About the Site

There are two answers to why I started this website so long ago and at such an early age. The first is my discovery of an outstanding acting talent. In 1996 or 1997, I watched “Death Becomes Her” on television and thought it was pretty damn funny, especially Meryl Streep’s performance. By that time I don’t think I fully realised that actors do this for a living, I just enjoyed movies. It was my parents to pointed me to another Meryl Streep film running on tv – “The French Lieutenant’s Woman”. While watching it I couldn’t believe that this was the same person. None of it matched any of the character traits I had seen before. A short time later, I watched “Silkwood”, and I witnessed the third completely different person I could not believe was one. By the time I watched “A Cry in the Dark”, I was hooked. This must be the greatest actress I have ever seen.

My second interest around that time was the internet, which was “brought home” around the same time and opened up a completely new world to me. I’m of a generation, probably the last, that grew up without internet or mobile phones and I wouldn’t want to miss it. But to have the opportunity to have the world at your hands, read articles and film news from around the globe and communicate with people from the other side of the world was the greatest invention I could think of. Those who were alive and online in the late ’90s might remember that it was vastly different of what we’re used to today. There was no Google or Youtube, instead there was Yahoo!, which didn’t even have a search function but categories filled with links to fansites and message boards. Back then there was a fansite on Meryl already – MSO – and my English from school was well enough to understand most of it and wanting to do something like this myself. There was also the Yahoo! Groups message board for Meryl Streep fans. Here, I met Anke, a fellow German and enthusiast with which I became online friends. She encouraged me early on to create a German fansite and shared her collection of magazine scans and pictures with me. My father helped me setting up a domain and bought a program for html programming (somehting I am thankful for to this day). In 1999, meryl-streep.de was launched. It was in German, and I have no idea what it looked like. I just remember that the webspace you would get back then was 2MB! So I assume there around ten pictures in a gallery and that was it.

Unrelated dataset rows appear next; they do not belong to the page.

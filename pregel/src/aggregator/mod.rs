//! Aggregators - named global values merged across all workers
//!
//! An aggregator folds serialized values (`serde_json::Value`) into its
//! accumulated value. Values of the wrong shape are ignored, never an error.
//!
//! Two flags shape the lifecycle:
//! - `permanent`: `reset(false)` keeps the value, only `reset(true)` clears it
//! - `converging`: the aggregator takes part in the global halt decision and
//!   votes to continue while its value differs from its neutral value

mod handler;

use serde_json::Value;
use std::fmt;

pub use handler::AggregatorHandler;

pub trait Aggregator: Send + Sync {
    /// Fold a serialized value into the accumulated value
    fn accumulate(&mut self, value: &Value);

    /// Return to the neutral value unless permanent and not forced
    fn reset(&mut self, force: bool);

    /// Serialized current value
    fn value(&self) -> Value;

    fn is_neutral(&self) -> bool;

    fn is_converging(&self) -> bool {
        false
    }

    fn votes_to_continue(&self) -> bool {
        self.is_converging() && !self.is_neutral()
    }
}

/// Number types usable with [`NumberAggregator`]
pub trait Numeric: Copy + PartialOrd + fmt::Debug + Send + Sync + 'static {
    fn zero() -> Self;
    fn add(self, other: Self) -> Self;
    fn from_json(value: &Value) -> Option<Self>;
    fn to_json(self) -> Value;
}

impl Numeric for i64 {
    fn zero() -> Self {
        0
    }
    fn add(self, other: Self) -> Self {
        self.saturating_add(other)
    }
    fn from_json(value: &Value) -> Option<Self> {
        value.as_i64()
    }
    fn to_json(self) -> Value {
        Value::from(self)
    }
}

impl Numeric for u64 {
    fn zero() -> Self {
        0
    }
    fn add(self, other: Self) -> Self {
        self.saturating_add(other)
    }
    fn from_json(value: &Value) -> Option<Self> {
        value.as_u64()
    }
    fn to_json(self) -> Value {
        Value::from(self)
    }
}

impl Numeric for f64 {
    fn zero() -> Self {
        0.0
    }
    fn add(self, other: Self) -> Self {
        self + other
    }
    fn from_json(value: &Value) -> Option<Self> {
        value.as_f64()
    }
    fn to_json(self) -> Value {
        Value::from(self)
    }
}

#[derive(Debug, Clone, Copy, PartialEq, Eq)]
pub enum NumberOp {
    Sum,
    Max,
    Min,
}

/// Sum, max or min over a numeric type
#[derive(Debug, Clone)]
pub struct NumberAggregator<T: Numeric> {
    op: NumberOp,
    neutral: T,
    value: T,
    permanent: bool,
    converging: bool,
}

impl<T: Numeric> NumberAggregator<T> {
    fn new(op: NumberOp, neutral: T) -> Self {
        Self {
            op,
            neutral,
            value: neutral,
            permanent: false,
            converging: false,
        }
    }

    pub fn sum() -> Self {
        Self::new(NumberOp::Sum, T::zero())
    }

    /// `init` is the neutral value, e.g. `0.0` for non-negative deltas
    pub fn max(init: T) -> Self {
        Self::new(NumberOp::Max, init)
    }

    pub fn min(init: T) -> Self {
        Self::new(NumberOp::Min, init)
    }

    pub fn permanent(mut self) -> Self {
        self.permanent = true;
        self
    }

    pub fn converging(mut self) -> Self {
        self.converging = true;
        self
    }

    pub fn get(&self) -> T {
        self.value
    }

    fn combine(&self, current: T, incoming: T) -> T {
        match self.op {
            NumberOp::Sum => current.add(incoming),
            NumberOp::Max if incoming > current => incoming,
            NumberOp::Min if incoming < current => incoming,
            NumberOp::Max | NumberOp::Min => current,
        }
    }
}

impl<T: Numeric> Aggregator for NumberAggregator<T> {
    fn accumulate(&mut self, value: &Value) {
        if let Some(incoming) = T::from_json(value) {
            self.value = self.combine(self.value, incoming);
        }
    }

    fn reset(&mut self, force: bool) {
        if !self.permanent || force {
            self.value = self.neutral;
        }
    }

    fn value(&self) -> Value {
        self.value.to_json()
    }

    fn is_neutral(&self) -> bool {
        self.value == self.neutral
    }

    fn is_converging(&self) -> bool {
        self.converging
    }
}

/// Last accumulated value wins
#[derive(Debug, Clone)]
pub struct OverwriteAggregator {
    neutral: Value,
    value: Value,
    permanent: bool,
}

impl OverwriteAggregator {
    pub fn new(neutral: Value) -> Self {
        Self {
            value: neutral.clone(),
            neutral,
            permanent: false,
        }
    }

    pub fn permanent(mut self) -> Self {
        self.permanent = true;
        self
    }
}

impl Aggregator for OverwriteAggregator {
    fn accumulate(&mut self, value: &Value) {
        self.value = value.clone();
    }

    fn reset(&mut self, force: bool) {
        if !self.permanent || force {
            self.value = self.neutral.clone();
        }
    }

    fn value(&self) -> Value {
        self.value.clone()
    }

    fn is_neutral(&self) -> bool {
        self.value == self.neutral
    }
}

/// Logical or over booleans; neutral is `false`
#[derive(Debug, Clone, Default)]
pub struct BoolOrAggregator {
    value: bool,
    permanent: bool,
    converging: bool,
}

impl BoolOrAggregator {
    pub fn new() -> Self {
        Self::default()
    }

    pub fn permanent(mut self) -> Self {
        self.permanent = true;
        self
    }

    pub fn converging(mut self) -> Self {
        self.converging = true;
        self
    }
}

impl Aggregator for BoolOrAggregator {
    fn accumulate(&mut self, value: &Value) {
        if value.as_bool() == Some(true) {
            self.value = true;
        }
    }

    fn reset(&mut self, force: bool) {
        if !self.permanent || force {
            self.value = false;
        }
    }

    fn value(&self) -> Value {
        Value::Bool(self.value)
    }

    fn is_neutral(&self) -> bool {
        !self.value
    }

    fn is_converging(&self) -> bool {
        self.converging
    }
}
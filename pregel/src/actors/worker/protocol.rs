//! WorkerActor message protocol and partition routing

use ractor::{ActorRef, RpcReplyPort};
use serde_json::Value;
use shared_types::ExecutionNumber;

use crate::actors::conductor::ConductorMsg;
use crate::algorithm::OutgoingMessage;
use crate::storage::{shard_for_key, split_document_id};

/// Messages handled by WorkerActor
#[derive(Debug)]
pub enum WorkerMsg {
    /// Load the assigned partitions; answered with `ConductorMsg::ShardPrepared`
    Prepare { setup: ShardSetup },
    /// Run one superstep; answered with `ConductorMsg::SuperstepDone`
    RunSuperstep {
        gss: u64,
        info: GraphInfo,
        aggregators: Value,
    },
    /// Messages a peer produced during superstep `gss`
    DeliverMessages {
        gss: u64,
        messages: Vec<OutgoingMessage>,
    },
    /// Execution converged; write results back if `store` is set.
    /// Answered with `ConductorMsg::Finalized`
    Finalize { store: bool },
    /// Vertex results of the local partitions
    CollectResults {
        reply: RpcReplyPort<Result<Vec<Value>, String>>,
    },
    /// Drop all shard state and stop
    Discard,
}

/// Where a worker runs and whom it reports to
#[derive(Debug, Clone)]
pub struct WorkerPlacement {
    pub execution: ExecutionNumber,
    /// Position in the routing table
    pub index: usize,
    pub node: String,
    pub conductor: ActorRef<ConductorMsg>,
}

/// Global graph size, known after every worker prepared
#[derive(Debug, Clone, Copy, PartialEq, Eq, Default)]
pub struct GraphInfo {
    pub vertex_count: u64,
    pub edge_count: u64,
}

/// Everything a worker needs to load its partitions
#[derive(Debug, Clone)]
pub struct ShardSetup {
    pub algorithm: String,
    pub params: Value,
    pub vertex_collections: Vec<String>,
    pub edge_collections: Vec<String>,
    pub partitions: Vec<usize>,
    pub result_field: String,
    pub routing: RoutingTable,
}

/// Maps vertex ids to partitions and partitions to workers
#[derive(Debug, Clone, Copy, PartialEq, Eq)]
pub struct Partitioning {
    pub partition_count: usize,
    pub worker_count: usize,
}

impl Partitioning {
    /// One worker per node, but never more workers than partitions
    pub fn new(partition_count: usize, node_count: usize) -> Self {
        let partition_count = partition_count.max(1);
        Self {
            partition_count,
            worker_count: node_count.clamp(1, partition_count),
        }
    }

    pub fn partition_of(&self, vertex_id: &str) -> Option<usize> {
        let (_, key) = split_document_id(vertex_id)?;
        Some(shard_for_key(key, self.partition_count))
    }

    pub fn owner_of(&self, partition: usize) -> usize {
        partition % self.worker_count
    }

    /// Index of the worker owning `vertex_id`, `None` for malformed ids
    pub fn worker_for(&self, vertex_id: &str) -> Option<usize> {
        self.partition_of(vertex_id).map(|p| self.owner_of(p))
    }

    pub fn partitions_of(&self, worker: usize) -> Vec<usize> {
        (0..self.partition_count)
            .filter(|p| self.owner_of(*p) == worker)
            .collect()
    }
}

/// Partitioning plus the live worker refs, shared with every worker
#[derive(Debug, Clone)]
pub struct RoutingTable {
    pub partitioning: Partitioning,
    pub workers: Vec<ActorRef<WorkerMsg>>,
}

impl RoutingTable {
    pub fn worker(&self, index: usize) -> Option<&ActorRef<WorkerMsg>> {
        self.workers.get(index)
    }
}
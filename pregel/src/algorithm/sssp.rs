//! Single source shortest paths
//!
//! Distances start unknown (`null`). The source announces distance 0 in
//! superstep 0; every vertex that learns a shorter distance stores it and
//! relaxes its outbound edges. All vertices vote to halt after each step,
//! so the run ends once no distance improves.

use serde::Deserialize;
use serde_json::Value;

use super::{Algorithm, ComputeError, MessageCombiner, MinCombiner, VertexComputation, VertexContext};
use crate::error::PregelError;

pub const NAME: &str = "sssp";

#[derive(Debug, Clone, Deserialize)]
pub struct ShortestPathsParams {
    /// `collection/key` of the source vertex
    pub source: String,
    /// Edge attribute holding the weight; missing means weight 1
    #[serde(default)]
    pub weight_attribute: Option<String>,
}

#[derive(Debug, Clone)]
pub struct ShortestPaths {
    params: ShortestPathsParams,
}

impl ShortestPaths {
    pub fn from_params(params: &Value) -> Result<Self, PregelError> {
        let params: ShortestPathsParams = serde_json::from_value(params.clone())
            .map_err(|e| PregelError::InvalidRequest(format!("sssp params: {e}")))?;
        if params.source.is_empty() {
            return Err(PregelError::InvalidRequest(
                "sssp requires a source vertex".to_string(),
            ));
        }
        Ok(Self { params })
    }
}

impl Algorithm for ShortestPaths {
    fn name(&self) -> &str {
        NAME
    }

    fn create_computation(&self) -> Box<dyn VertexComputation> {
        Box::new(ShortestPathsComputation {
            params: self.params.clone(),
        })
    }

    fn message_combiner(&self) -> Option<Box<dyn MessageCombiner>> {
        Some(Box::new(MinCombiner))
    }
}

struct ShortestPathsComputation {
    params: ShortestPathsParams,
}

impl ShortestPathsComputation {
    fn weight(&self, edge: &crate::storage::EdgeDocument) -> Result<f64, ComputeError> {
        let Some(attribute) = self.params.weight_attribute.as_deref() else {
            return Ok(1.0);
        };
        match edge.attribute(attribute) {
            None => Ok(1.0),
            Some(value) => value.as_f64().ok_or_else(|| {
                ComputeError::InvalidEdge(format!(
                    "{} -> {} has non-numeric {attribute}",
                    edge.from, edge.to
                ))
            }),
        }
    }
}

impl VertexComputation for ShortestPathsComputation {
    fn compute(&mut self, ctx: &mut VertexContext<'_>, messages: &[Value]) -> Result<(), ComputeError> {
        let candidate = if ctx.global_superstep() == 0 {
            (ctx.id() == self.params.source).then_some(0.0)
        } else {
            messages
                .iter()
                .filter_map(Value::as_f64)
                .fold(None, |best: Option<f64>, d| Some(best.map_or(d, |b| b.min(d))))
        };

        let current = ctx.value().as_f64();
        if let Some(distance) = candidate {
            if current.map_or(true, |c| distance < c) {
                ctx.set_value(Value::from(distance));
                for edge in ctx.edges() {
                    let weight = self.weight(edge)?;
                    ctx.send_message(edge.to.clone(), Value::from(distance + weight));
                }
            }
        }

        ctx.vote_halt();
        Ok(())
    }
}
//! Shared fixtures for the feature level tests

#![allow(dead_code)]

use std::sync::Arc;
use std::time::Duration;

use async_trait::async_trait;
use pregel::actors::worker::{WorkerActor, WorkerArguments, WorkerMsg, WorkerPlacement};
use pregel::algorithm::{
    Algorithm, AlgorithmRegistry, ComputeError, VertexComputation, VertexContext,
};
use pregel::cluster::{Cluster, LocalCluster};
use pregel::storage::{GraphStore, MemoryGraphStore};
use pregel::{PregelConfig, PregelError, PregelFeature};
use ractor::{Actor, ActorCell, ActorProcessingErr, ActorRef, SupervisionEvent};
use serde_json::{json, Value};
use shared_types::{ExecutionNumber, ExecutionStatus, PregelOptions, PregelStartRequest};
use tokio::sync::Notify;

/// Every vertex stores "done" and halts immediately
pub struct Halting;

struct HaltNow;

impl VertexComputation for HaltNow {
    fn compute(&mut self, ctx: &mut VertexContext<'_>, _messages: &[Value]) -> Result<(), ComputeError> {
        ctx.set_value(json!("done"));
        ctx.vote_halt();
        Ok(())
    }
}

impl Algorithm for Halting {
    fn name(&self) -> &str {
        "halting"
    }

    fn create_computation(&self) -> Box<dyn VertexComputation> {
        Box::new(HaltNow)
    }
}

/// Never halts; every vertex messages itself each superstep
pub struct Forever;

struct Ping;

impl VertexComputation for Ping {
    fn compute(&mut self, ctx: &mut VertexContext<'_>, _messages: &[Value]) -> Result<(), ComputeError> {
        let id = ctx.id().to_string();
        ctx.send_message(id, json!(1));
        Ok(())
    }
}

impl Algorithm for Forever {
    fn name(&self) -> &str {
        "forever"
    }

    fn create_computation(&self) -> Box<dyn VertexComputation> {
        Box::new(Ping)
    }
}

/// Fails in superstep 1
pub struct Exploding;

struct Explode;

impl VertexComputation for Explode {
    fn compute(&mut self, ctx: &mut VertexContext<'_>, _messages: &[Value]) -> Result<(), ComputeError> {
        if ctx.global_superstep() == 1 {
            return Err(ComputeError::Failed(format!("boom at {}", ctx.id())));
        }
        Ok(())
    }
}

impl Algorithm for Exploding {
    fn name(&self) -> &str {
        "exploding"
    }

    fn create_computation(&self) -> Box<dyn VertexComputation> {
        Box::new(Explode)
    }
}

/// Builtins plus the test algorithms above
pub fn registry() -> AlgorithmRegistry {
    let mut registry = AlgorithmRegistry::with_builtins();
    registry.register("halting", |_| Ok(Arc::new(Halting) as Arc<dyn Algorithm>));
    registry.register("forever", |_| Ok(Arc::new(Forever) as Arc<dyn Algorithm>));
    registry.register("exploding", |_| Ok(Arc::new(Exploding) as Arc<dyn Algorithm>));
    registry
}

pub fn config(nodes: &[&str]) -> PregelConfig {
    PregelConfig {
        nodes: nodes.iter().map(|n| n.to_string()).collect(),
        worker_timeout: Duration::from_secs(10),
        ..Default::default()
    }
}

/// Vertex collection `v` and edge collection `e`, both with `shards` shards.
/// Edges are `(from_key, to_key, extra attributes)`.
pub fn graph(shards: usize, vertices: &[&str], edges: &[(&str, &str, Value)]) -> Arc<MemoryGraphStore> {
    let edge_docs: Vec<Value> = edges
        .iter()
        .map(|(from, to, extra)| {
            let mut doc = json!({"_from": format!("v/{from}"), "_to": format!("v/{to}")});
            if let (Some(doc), Some(extra)) = (doc.as_object_mut(), extra.as_object()) {
                doc.extend(extra.clone());
            }
            doc
        })
        .collect();
    let vertex_docs: Vec<Value> = vertices.iter().map(|key| json!({"_key": key})).collect();

    let store = MemoryGraphStore::from_graph_document(&json!({
        "collections": [
            {"name": "v", "type": "document", "shards": shards, "documents": vertex_docs},
            {"name": "e", "type": "edge", "shards": shards, "documents": edge_docs}
        ]
    }))
    .unwrap();
    Arc::new(store)
}

pub fn feature(store: &Arc<MemoryGraphStore>, nodes: &[&str]) -> PregelFeature {
    PregelFeature::new(config(nodes), store.clone(), registry())
}

pub fn request(algorithm: &str, options: PregelOptions) -> PregelStartRequest {
    PregelStartRequest {
        algorithm: algorithm.to_string(),
        vertex_collections: vec!["v".to_string()],
        edge_collections: vec!["e".to_string()],
        options,
    }
}

pub fn params(params: Value) -> PregelOptions {
    PregelOptions {
        params,
        ..Default::default()
    }
}

pub async fn wait(feature: &PregelFeature, execution: ExecutionNumber) -> ExecutionStatus {
    feature
        .wait_for(execution, Duration::from_secs(5))
        .await
        .unwrap()
}

/// Results as `_key -> result field`
pub async fn results_by_key(
    feature: &PregelFeature,
    execution: ExecutionNumber,
    field: &str,
) -> std::collections::BTreeMap<String, Value> {
    feature
        .pregel_collect_results(execution)
        .await
        .unwrap()
        .into_iter()
        .map(|doc| {
            (
                doc["_key"].as_str().unwrap().to_string(),
                doc.get(field).cloned().unwrap_or(Value::Null),
            )
        })
        .collect()
}

// ============================================================================
// Gated worker
// ============================================================================

/// Holds `RunSuperstep(gss)` on worker 0 until the test opens the gate
pub struct SuperstepGate {
    pub gss: u64,
    reached: Notify,
    release: Notify,
}

impl SuperstepGate {
    pub fn new(gss: u64) -> Arc<Self> {
        Arc::new(Self {
            gss,
            reached: Notify::new(),
            release: Notify::new(),
        })
    }

    /// Wait until worker 0 is holding superstep `gss`
    pub async fn reached(&self) {
        tokio::time::timeout(Duration::from_secs(5), self.reached.notified())
            .await
            .expect("gate was never reached");
    }

    pub fn open(&self) {
        self.release.notify_one();
    }
}

/// Forwards everything to a real WorkerActor, except that it waits on the
/// gate before forwarding the gated superstep
struct GatedWorker;

struct GatedWorkerState {
    inner: ActorRef<WorkerMsg>,
    gate: Arc<SuperstepGate>,
}

#[async_trait]
impl Actor for GatedWorker {
    type Msg = WorkerMsg;
    type State = GatedWorkerState;
    type Arguments = (WorkerArguments, Arc<SuperstepGate>);

    async fn pre_start(
        &self,
        myself: ActorRef<Self::Msg>,
        (args, gate): Self::Arguments,
    ) -> Result<Self::State, ActorProcessingErr> {
        let (inner, _handle) =
            Actor::spawn_linked(None, WorkerActor, args, myself.get_cell()).await?;
        Ok(GatedWorkerState { inner, gate })
    }

    async fn handle(
        &self,
        _myself: ActorRef<Self::Msg>,
        message: Self::Msg,
        state: &mut Self::State,
    ) -> Result<(), ActorProcessingErr> {
        if let WorkerMsg::RunSuperstep { gss, .. } = &message {
            if *gss == state.gate.gss {
                state.gate.reached.notify_one();
                state.gate.release.notified().await;
            }
        }
        state.inner.send_message(message)?;
        Ok(())
    }

    async fn handle_supervisor_evt(
        &self,
        myself: ActorRef<Self::Msg>,
        event: SupervisionEvent,
        _state: &mut Self::State,
    ) -> Result<(), ActorProcessingErr> {
        match event {
            SupervisionEvent::ActorFailed(_, err) => Err(format!("inner worker failed: {err}").into()),
            SupervisionEvent::ActorTerminated(_, _, reason) => {
                myself.stop(reason);
                Ok(())
            }
            _ => Ok(()),
        }
    }

    async fn post_stop(
        &self,
        _myself: ActorRef<Self::Msg>,
        state: &mut Self::State,
    ) -> Result<(), ActorProcessingErr> {
        state.inner.stop(None);
        Ok(())
    }
}

/// Local cluster whose worker 0 runs behind a [`SuperstepGate`]
pub struct GatedCluster {
    inner: LocalCluster,
    store: Arc<dyn GraphStore>,
    algorithms: AlgorithmRegistry,
    gate: Arc<SuperstepGate>,
}

#[async_trait]
impl Cluster for GatedCluster {
    async fn spawn_worker(
        &self,
        placement: WorkerPlacement,
        supervisor: ActorCell,
    ) -> Result<ActorRef<WorkerMsg>, PregelError> {
        if placement.index != 0 {
            return self.inner.spawn_worker(placement, supervisor).await;
        }
        let args = WorkerArguments {
            placement,
            store: Arc::clone(&self.store),
            algorithms: self.algorithms.clone(),
        };
        Actor::spawn_linked(None, GatedWorker, (args, Arc::clone(&self.gate)), supervisor)
            .await
            .map(|(worker, _)| worker)
            .map_err(|e| PregelError::WorkerFailed(e.to_string()))
    }

    fn worker(&self, execution: ExecutionNumber, node: &str) -> Option<ActorRef<WorkerMsg>> {
        self.inner.worker(execution, node)
    }

    fn release_workers(&self, execution: ExecutionNumber) {
        self.inner.release_workers(execution);
    }
}

pub fn gated_feature(
    store: &Arc<MemoryGraphStore>,
    nodes: &[&str],
    gate: Arc<SuperstepGate>,
) -> PregelFeature {
    let store: Arc<dyn GraphStore> = store.clone();
    let algorithms = registry();
    let cluster = Arc::new(GatedCluster {
        inner: LocalCluster::new(Arc::clone(&store), algorithms.clone()),
        store: Arc::clone(&store),
        algorithms: algorithms.clone(),
        gate,
    });
    PregelFeature::with_cluster(config(nodes), store, algorithms, cluster)
}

The timing to launch the website wasn’t all too good. Meryl Streep had just released “Music of the Heart” and then decided to take a break from film for three years. By that time, there was a different perception of Meryl because her films in the 1990s were not received as well as the 1980s classics. It felt like she was on her way out. This changed big time in 2002, when both “Adaptation” and “The Hours” were released. “Adaptation” did a lot to her career, although I’ve never liked that film, because her performance of the free-spirit, multi-layered writer reminded people that she can still play everything and re-invent herself. This second spring of her career has never stopped since then. By this time, I had translated the website to English and bought the domain simplystreep.com to give the site a signature name. And there’s no looking back since then. I’ve had the great privilege to be recognized as a fan’s source and was contacted by pretty much everybody from the American Film Institute to Equality Now and various film studios. I was able to receive films and books before their releases and, of course, I met many fans from around the world who shared their collections with the site – many with whom I’m writing to this day. To all of you, thank you very much. You have no idea how much I appreciate all of it.

So, does this mean I am the biggest fan there is? Most certainly not. After all these years I see myself more as an archivist than a fan, or a Streeper, as the post-“Mamma Mia” fan generation have nicknamed themselves. I have never been the kind of admirer trying to reach out to their stars, or waiting at red carpets. I even overslept Meryl Streep’s Oscar win in 2012 because I was about to start a new job the next day (which I still have, so it was a wise decision). While many of Meryl Streep’s more recent work in the past 10 years, including “Mamma Mia” and basically everytahing in which she sings, has not been of much interest to me, it’s part of a legacy, a career of constant reimagination and different characters. To cover this is the essence of Simply Streep, and the reason why I have never lost interest in maintaining the site, not even after “Into the Woods” or “Ricki and the Flash”. It’s amazing how fast time goes by. 20 years seem to be nothing. I’m not the 15 year-old I was when I started the site. But what a tremendous gift it has been so far. I have been asked over the years why I don’t include myself more into the site, with my opinion or more information about myself. The key to a good website, in my opinion, is to keep yourself out of it. There have been many times in the past, where I felt the need to raise my opinion on certain aspects, misinterpretation of quotes or mean presidents, but in the end it’s not about me, it’s not about the gossip or clickbait or other people’s thoughts. Simply Streep is, and will always be, an archive of an actor’s outstanding career.